Stefan's arms wrapped around her from behind, jarring her from the unsettling memory. He kissed her neck lightly, then laughed, more relaxed than Elena had seen him in a long, long time. We're free, he told her silently whenever their lips touched, we're free. You're safe.

Tomorrow they would make plans-head out to Europe to find Damon, and make sure he was safe. Then together they would wander Europe, all of it, the cobblestone streets of Stefan's past and the tall, glass cities of the modern age. Paris, Elena thought, remembering the time she had been there in high school, before she even met Stefan. It felt like a lifetime ago. She couldn't wait to go back and see it all again, with Stefan by her side.

Tomorrow they would begin the rest of their endless lives. But for now they were with their friends, and Elena was happy.

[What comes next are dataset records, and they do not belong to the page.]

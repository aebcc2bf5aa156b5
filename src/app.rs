use std::net::SocketAddr;

use axum::{routing::get, Router};
use tower_http::{cors::CorsLayer, trace::TraceLayer};

use crate::state::AppState;
use crate::{auth, scores};

pub fn build_app(state: AppState) -> Router {
    Router::new()
        .merge(auth::router())
        .merge(scores::router())
        .route("/health", get(|| async { "ok" }))
        .with_state(state)
        .layer(CorsLayer::permissive())
        .layer(
            TraceLayer::new_for_http()
                .make_span_with(|req: &axum::http::Request<_>| {
                    let method = req.method().clone();
                    let uri = req.uri().clone();
                    tracing::info_span!("http_request", %method, uri = %uri)
                })
                .on_response(
                    |res: &axum::http::Response<_>,
                     _latency: std::time::Duration,
                     span: &tracing::Span| {
                        let status = res.status();
                        span.record("status", tracing::field::display(status));
                        if status.is_server_error() {
                            tracing::error!(%status, "response");
                        } else {
                            tracing::info!(%status, "response");
                        }
                    },
                ),
        )
}

pub async fn serve(app: Router) -> anyhow::Result<()> {
    let addr: SocketAddr = format!(
        "{}:{}",
        std::env::var("APP_HOST").unwrap_or_else(|_| "0.0.0.0".into()),
        std::env::var("APP_PORT").unwrap_or_else(|_| "8080".into())
    )
    .parse()?;

    tracing::info!("listening on {}", addr);
    let listener = tokio::net::TcpListener::bind(addr).await?;
    axum::serve(listener, app).await?;
    Ok(())
}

Even Trinity was with them, looking pale and thin, but alive.

Jack stood, and Trinity looked up at him, her gaze full of hero worship. I wonder if he'll tell her he was planning to kill her, part of Elena wondered, somewhat cynically.

Jack smiled widely and warmly around at them all. He was using his hunter's stave like a walking stick, resting his weight on it lightly. "To unlikely allies and unexpected friends," he said, raising his glass.

Elena joined in the toast and then felt her phone vibrate. She paused to discreetly fish it out of her bag and glance at the screen. It was a voice mail from Damon. Tentatively, she poked at the connection between them, and almost recoiled at the anxiety pulsing through their bond.

Before she could slip quietly out of the room, Jack walked over to her and Stefan, blocking her exit. "Stefan, you've been a huge help in this hunt," he said. Elena nudged Stefan with her foot, and they exchanged a private smile. She was pretty sure that Stefan had ended up leading the hunt, not just helping with it.

"I can't thank you enough," Stefan told Jack solemnly. "To know that all the threats we've been chasing for so long are gone at last. Elena and I are so happy."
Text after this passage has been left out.